Cuando se quedó sola, llamó a su hermana y le
dijo:-Ana, hermana mía (pues así se llamaba),
por favor, sube a lo más alto de la torre para
ver si vienen mis hermanos; me prometieron que
vendrían a verme hoy, y, si los ves, hazles
señas para que se den prisa.
Su hermana Ana subió a lo alto de la torre y la
pobre aflígida le gritaba de cuando en cuando:-Ana,
hermana Ana, ¿no ves venir a nadie?Y su hermana
Ana le respondía:-No veo más que el sol que
polvorea y la hierba que verdea.
Entre tanto Barba Azul, que llevaba un gran
cuchillo en la mano, gritaba con todas sus
fuerzas a su mujer:-¡Baja en seguida o subiré
yo a por ti!-Un momento, por favor -le respondía
su mujer; y en seguida gritaba bajito:-Ana,
hermana Ana, ¿no ves venir a nadie?Y su hermana
Ana respondía:-No veo más que el sol que
polvorea y la hierba que verdea.
-¡Vamos, baja en seguida -gritaba Barba Azul- o
subo yo a por ti!-Ya voy -respondía su mujer, y
luego preguntaba a su hermana:-Ana, hermana Ana,
¿no ves venir a nadie?-Veo -respondió su
hermana- una gran polvareda que viene de aquel
lado.
-¿Son mis hermanos?-¡Ay, no, hermana! Es un
rebaño de ovejas.
-¿Quieres bajar de una vez? -gritaba Barba Azul.

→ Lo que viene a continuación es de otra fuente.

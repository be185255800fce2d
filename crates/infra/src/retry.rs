//! Retry scheduler: turns a retryable failure into a delayed next-attempt job.

use std::fmt;
use std::sync::Arc;
use std::time::Duration;

use chrono::{DateTime, Utc};
use rand::Rng;

use forgeflow_core::DomainResult;
use forgeflow_workflow::{RetryPolicy, jittered};

use crate::jobs::Job;
use crate::jobs::types::deadline_after;

/// Source of jitter samples in `[-1.0, 1.0]`.
pub trait JitterSource: Send + Sync {
    fn sample(&self) -> f64;
}

/// Uniform random jitter.
#[derive(Debug, Default, Clone, Copy)]
pub struct RandomJitter;

impl JitterSource for RandomJitter {
    fn sample(&self) -> f64 {
        rand::thread_rng().gen_range(-1.0..=1.0)
    }
}

/// Always `0.0`: delays are exactly the policy backoff.
#[derive(Debug, Default, Clone, Copy)]
pub struct NoJitter;

impl JitterSource for NoJitter {
    fn sample(&self) -> f64 {
        0.0
    }
}

/// Computes backoff delays and builds the next-attempt job.
///
/// A new attempt is a new job with `available_at = now + delay`; the failed
/// job itself is acked. That keeps the attempt epoch (and with it the
/// idempotency key) tied to scheduler decisions, never to redelivery.
#[derive(Clone)]
pub struct RetryScheduler {
    jitter_factor: f64,
    jitter: Arc<dyn JitterSource>,
}

impl fmt::Debug for RetryScheduler {
    fn fmt(&self, f: &mut fmt::Formatter<'_>) -> fmt::Result {
        f.debug_struct("RetryScheduler")
            .field("jitter_factor", &self.jitter_factor)
            .finish()
    }
}

impl Default for RetryScheduler {
    fn default() -> Self {
        Self::new(0.2)
    }
}

impl RetryScheduler {
    /// Random symmetric jitter of `±factor`.
    pub fn new(jitter_factor: f64) -> Self {
        Self {
            jitter_factor: jitter_factor.clamp(0.0, 1.0),
            jitter: Arc::new(RandomJitter),
        }
    }

    pub fn with_jitter<J>(mut self, jitter: J) -> Self
    where
        J: JitterSource + 'static,
    {
        self.jitter = Arc::new(jitter);
        self
    }

    pub fn jitter_factor(&self) -> f64 {
        self.jitter_factor
    }

    /// Delay before the attempt that follows failed attempt `attempt`.
    pub fn delay(&self, policy: &RetryPolicy, attempt: u32) -> Duration {
        jittered(
            policy.backoff_delay(attempt),
            self.jitter_factor,
            self.jitter.sample(),
        )
    }

    /// Build the next-attempt job for `failed`, claimable at the returned instant.
    pub fn next_attempt(
        &self,
        failed: &Job,
        policy: &RetryPolicy,
        now: DateTime<Utc>,
    ) -> DomainResult<(Job, DateTime<Utc>)> {
        let delay = self.delay(policy, failed.payload.attempt);
        let available_at = deadline_after(now, delay);
        let job = Job::new(
            Some(failed.tenant_id),
            failed.queue.clone(),
            failed.payload.next_attempt(),
            failed.correlation_id.clone(),
        )?
        .with_priority(failed.priority)
        .keyed()
        .available_at(available_at);
        Ok((job, available_at))
    }
}
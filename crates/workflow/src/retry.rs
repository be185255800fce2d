//! Retry policies and error classification.

use std::time::Duration;

use serde::{Deserialize, Serialize};

use crate::handler::StepFailure;

/// Error taxonomy used by the orchestrator to pick a failure path.
#[derive(Debug, Clone, Copy, PartialEq, Eq, Hash, Serialize, Deserialize)]
#[serde(rename_all = "snake_case")]
pub enum ErrorClass {
    /// Network/timeout-class failure: retried per policy.
    Transient,
    /// Validation or business rejection: never retried.
    Permanent,
    /// Storage/infrastructure fault: retried with backoff.
    System,
    /// A compensation action gave up: terminal.
    Compensation,
}

impl ErrorClass {
    pub fn is_retryable(self) -> bool {
        matches!(self, ErrorClass::Transient | ErrorClass::System)
    }

    pub fn as_str(self) -> &'static str {
        match self {
            ErrorClass::Transient => "transient",
            ErrorClass::Permanent => "permanent",
            ErrorClass::System => "system",
            ErrorClass::Compensation => "compensation",
        }
    }
}

/// Decides whether a handler-reported failure is transient or permanent.
#[derive(Debug, Clone, PartialEq, Eq, Serialize, Deserialize, Default)]
#[serde(tag = "kind", rename_all = "snake_case")]
pub enum ErrorClassifier {
    /// Trust the handler's `retryable` flag.
    #[default]
    HandlerFlag,
    /// Trust the flag, except these error codes are always permanent.
    PermanentCodes { codes: Vec<String> },
    /// Only these error codes are transient; everything else is permanent.
    TransientCodes { codes: Vec<String> },
    /// Every failure is permanent.
    NeverRetry,
}

impl ErrorClassifier {
    pub fn classify(&self, failure: &StepFailure) -> ErrorClass {
        let code = failure.error.code.as_str();
        let transient = match self {
            ErrorClassifier::HandlerFlag => failure.retryable,
            ErrorClassifier::PermanentCodes { codes } => {
                failure.retryable && !codes.iter().any(|c| c == code)
            }
            ErrorClassifier::TransientCodes { codes } => codes.iter().any(|c| c == code),
            ErrorClassifier::NeverRetry => false,
        };

        if transient {
            ErrorClass::Transient
        } else {
            ErrorClass::Permanent
        }
    }
}

/// Per-step retry policy.
#[derive(Debug, Clone, PartialEq, Serialize, Deserialize)]
#[serde(default)]
pub struct RetryPolicy {
    /// Total attempts allowed, first try included (1 = no retries).
    pub max_attempts: u32,
    /// Delay before the second attempt.
    #[serde(with = "crate::duration_ms")]
    pub base_delay: Duration,
    /// Maximum delay cap.
    #[serde(with = "crate::duration_ms")]
    pub max_delay: Duration,
    pub classifier: ErrorClassifier,
}

impl Default for RetryPolicy {
    fn default() -> Self {
        Self {
            max_attempts: 3,
            base_delay: Duration::from_millis(500),
            max_delay: Duration::from_secs(60),
            classifier: ErrorClassifier::HandlerFlag,
        }
    }
}

impl RetryPolicy {
    /// A policy that allows exactly one attempt.
    pub fn no_retry() -> Self {
        Self {
            max_attempts: 1,
            ..Default::default()
        }
    }

    /// Exponential backoff policy with the default classifier.
    pub fn exponential(max_attempts: u32, base_delay: Duration, max_delay: Duration) -> Self {
        Self {
            max_attempts,
            base_delay,
            max_delay,
            classifier: ErrorClassifier::HandlerFlag,
        }
    }

    pub fn with_classifier(mut self, classifier: ErrorClassifier) -> Self {
        self.classifier = classifier;
        self
    }

    /// Un-jittered delay after the failed attempt `attempt` (1-indexed):
    /// `min(base_delay * 2^(attempt-1), max_delay)`.
    pub fn backoff_delay(&self, attempt: u32) -> Duration {
        if attempt == 0 {
            return Duration::ZERO;
        }

        let exp = (attempt - 1).min(31);
        self.base_delay
            .checked_mul(1u32 << exp)
            .unwrap_or(self.max_delay)
            .min(self.max_delay)
    }

    /// Whether another attempt may follow the failed attempt `attempt`.
    pub fn should_retry(&self, attempt: u32) -> bool {
        attempt < self.max_attempts
    }
}

/// Apply symmetric jitter to `delay`.
///
/// `unit` is a sample in `[-1.0, 1.0]`; the result lies within
/// `delay * (1 ± factor)`.
pub fn jittered(delay: Duration, factor: f64, unit: f64) -> Duration {
    let factor = factor.clamp(0.0, 1.0);
    let unit = unit.clamp(-1.0, 1.0);
    let ms = delay.as_secs_f64() * 1000.0;
    let adjusted = (ms + ms * factor * unit).max(0.0);
    Duration::from_micros((adjusted * 1000.0).round() as u64)
}
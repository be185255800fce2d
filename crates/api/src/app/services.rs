//! Engine wiring: stores, orchestrator, worker pool and listeners.

use std::io;
use std::sync::{Arc, Mutex};
use std::time::Duration;

use serde::Serialize;
use sqlx::postgres::PgPoolOptions;
use thiserror::Error;
use tokio::runtime::Handle;
use tracing::{info, warn};

use forgeflow_infra::{
    DeadLetterError, DeadLetterStore, EngineConfig, ExecutionStore, ExecutionStoreError,
    InMemoryDeadLetterStore, InMemoryDefinitionSource, InMemoryExecutionStore, InMemoryJobStore,
    JobStore, JobStoreError, Orchestrator, PostgresDeadLetterStore, PostgresExecutionStore,
    PostgresJobStore, WorkerPool, WorkerPoolHandle, WorkerStats,
};
use forgeflow_observability::{LifecycleMetrics, MetricsSnapshot, TracingLifecycleListener};
use forgeflow_workflow::{DefinitionError, HandlerRegistry, StepOutcome, handler_fn};

use super::errors::ApiError;

/// Upper bound on `forgeflow.delay` sleeps.
const MAX_DELAY_MS: u64 = 30_000;

#[derive(Debug, Error)]
pub enum StartupError {
    #[error("loading definitions: {0}")]
    Definitions(#[from] DefinitionError),

    #[error("connecting to postgres: {0}")]
    Database(#[from] sqlx::Error),

    #[error("preparing job store: {0}")]
    Jobs(#[from] JobStoreError),

    #[error("preparing execution store: {0}")]
    Executions(#[from] ExecutionStoreError),

    #[error("preparing dead letter store: {0}")]
    DeadLetters(#[from] DeadLetterError),

    #[error("starting worker pool: {0}")]
    Io(#[from] io::Error),
}

/// The three stores the engine persists to.
#[derive(Clone)]
pub struct EngineStores {
    pub jobs: Arc<dyn JobStore>,
    pub executions: Arc<dyn ExecutionStore>,
    pub dead_letters: Arc<dyn DeadLetterStore>,
}

impl EngineStores {
    pub fn in_memory() -> Self {
        Self {
            jobs: InMemoryJobStore::arc(),
            executions: InMemoryExecutionStore::arc(),
            dead_letters: InMemoryDeadLetterStore::arc(),
        }
    }

    /// All three stores on one Postgres database, schemas applied.
    pub async fn postgres(url: &str) -> Result<Self, StartupError> {
        let pool = PgPoolOptions::new().max_connections(10).connect(url).await?;
        let runtime = Handle::current();

        let jobs = PostgresJobStore::new(pool.clone(), runtime.clone());
        jobs.migrate().await?;
        let executions = PostgresExecutionStore::new(pool.clone(), runtime.clone());
        executions.migrate().await?;
        let dead_letters = PostgresDeadLetterStore::new(pool, runtime);
        dead_letters.migrate().await?;

        Ok(Self {
            jobs: Arc::new(jobs),
            executions: Arc::new(executions),
            dead_letters: Arc::new(dead_letters),
        })
    }
}

/// Shared state behind every route.
pub struct AppServices {
    pub orchestrator: Arc<Orchestrator>,
    pub definitions: Arc<InMemoryDefinitionSource>,
    pub metrics: Arc<LifecycleMetrics>,
    pool: Mutex<Option<WorkerPoolHandle>>,
}

#[derive(Debug, Clone, Serialize)]
pub struct Health {
    pub status: &'static str,
    pub definitions: usize,
    pub workers: Option<WorkerStats>,
    pub lifecycle: MetricsSnapshot,
}

impl AppServices {
    /// Build the orchestrator over `stores` and start the worker pool.
    pub fn new(
        stores: EngineStores,
        definitions: Arc<InMemoryDefinitionSource>,
        handlers: HandlerRegistry,
        config: &EngineConfig,
    ) -> io::Result<Self> {
        let metrics = Arc::new(LifecycleMetrics::default());
        let jobs = stores.jobs;
        let orchestrator = Arc::new(
            Orchestrator::builder(
                jobs.clone(),
                stores.executions,
                stores.dead_letters,
                definitions.clone(),
                handlers,
            )
            .config(config)
            .listener(TracingLifecycleListener::new())
            .listener(metrics.clone())
            .build(),
        );

        let pool = WorkerPool::spawn(jobs, orchestrator.clone(), config.worker_pool())?;

        Ok(Self {
            orchestrator,
            definitions,
            metrics,
            pool: Mutex::new(Some(pool)),
        })
    }

    /// Production wiring: definitions from `FORGEFLOW_DEFINITIONS`, Postgres
    /// stores when `DATABASE_URL` is set, in-memory stores otherwise.
    pub async fn from_config(config: &EngineConfig, handlers: HandlerRegistry) -> Result<Self, StartupError> {
        let definitions = match &config.definitions_path {
            Some(path) => Arc::new(InMemoryDefinitionSource::load_file(path)?),
            None => {
                warn!("FORGEFLOW_DEFINITIONS not set; starting with no workflow definitions");
                InMemoryDefinitionSource::arc()
            }
        };

        let stores = match &config.database_url {
            Some(url) => {
                let stores = EngineStores::postgres(url).await?;
                info!("using postgres job, execution and dead letter stores");
                stores
            }
            None => {
                warn!("DATABASE_URL not set; jobs, executions and dead letters are kept in memory");
                EngineStores::in_memory()
            }
        };

        Ok(Self::new(stores, definitions, handlers, config)?)
    }

    /// Run engine work off the async executor; stores may block.
    pub async fn run_blocking<T, F>(self: &Arc<Self>, f: F) -> Result<T, ApiError>
    where
        F: FnOnce(&AppServices) -> Result<T, ApiError> + Send + 'static,
        T: Send + 'static,
    {
        let services = self.clone();
        tokio::task::spawn_blocking(move || f(&services)).await?
    }

    pub fn health(&self) -> Health {
        let workers = self
            .pool
            .lock()
            .ok()
            .and_then(|pool| pool.as_ref().map(WorkerPoolHandle::stats));
        Health {
            status: "ok",
            definitions: self.definitions.len(),
            workers,
            lifecycle: self.metrics.snapshot(),
        }
    }

    /// Stop the worker pool, letting in-flight jobs finish. Idempotent.
    pub fn shutdown(&self) {
        let pool = self.pool.lock().ok().and_then(|mut pool| pool.take());
        if let Some(pool) = pool {
            pool.shutdown();
            info!("worker pool stopped");
        }
    }
}

impl Drop for AppServices {
    fn drop(&mut self) {
        self.shutdown();
    }
}

fn context_u64(context: &forgeflow_core::WorkflowContext, field: &str) -> Option<u64> {
    context.get(field).and_then(|v| v.as_u64())
}

/// Handlers shipped with the server, usable from any definition.
///
/// - `forgeflow.noop`: succeeds with no output
/// - `forgeflow.fail`: fails permanently
/// - `forgeflow.flaky`: fails transiently while `attempt <= fail_attempts`
///   (context field, default 1)
/// - `forgeflow.delay`: sleeps `delay_ms` (context field) then succeeds
pub fn builtin_handlers() -> HandlerRegistry {
    HandlerRegistry::builder()
        .register("forgeflow.noop", handler_fn(|_, _| StepOutcome::success()))
        .register(
            "forgeflow.fail",
            handler_fn(|inv, _| StepOutcome::permanent("step_failed", format!("{} always fails", inv.step_id))),
        )
        .register(
            "forgeflow.flaky",
            handler_fn(|inv, _| {
                let fail_attempts = context_u64(inv.context, "fail_attempts").unwrap_or(1);
                if u64::from(inv.attempt) <= fail_attempts {
                    StepOutcome::transient("flaky", format!("attempt {} failed", inv.attempt))
                } else {
                    StepOutcome::success()
                }
            }),
        )
        .register(
            "forgeflow.delay",
            handler_fn(|inv, _| {
                let ms = context_u64(inv.context, "delay_ms").unwrap_or(0).min(MAX_DELAY_MS);
                std::thread::sleep(Duration::from_millis(ms));
                StepOutcome::success()
            }),
        )
        .build()
}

-Un momento -respondía su mujer; y luego volvía
a preguntar:-Ana, hermana Ana, ¿no ves venir a
nadie?-Veo -respondió- dos caballeros que se
dirigen hacia aquí, pero todavía están muy
lejos.
-¡Alabado sea Dios! -exclamó un momento
después-.
Son mis hermanos; estoy hacíéndoles todas las
señas que puedo para que se den prisa.
Barba Azul se puso a gritar tan fuerte, que toda
la casa tembló.
La pobre mujer bajó y fue a arrojarse a sus pies,
toda llorosa y desmelenada.
-Es inútil -dijo Barba Azul-, tienes que morir.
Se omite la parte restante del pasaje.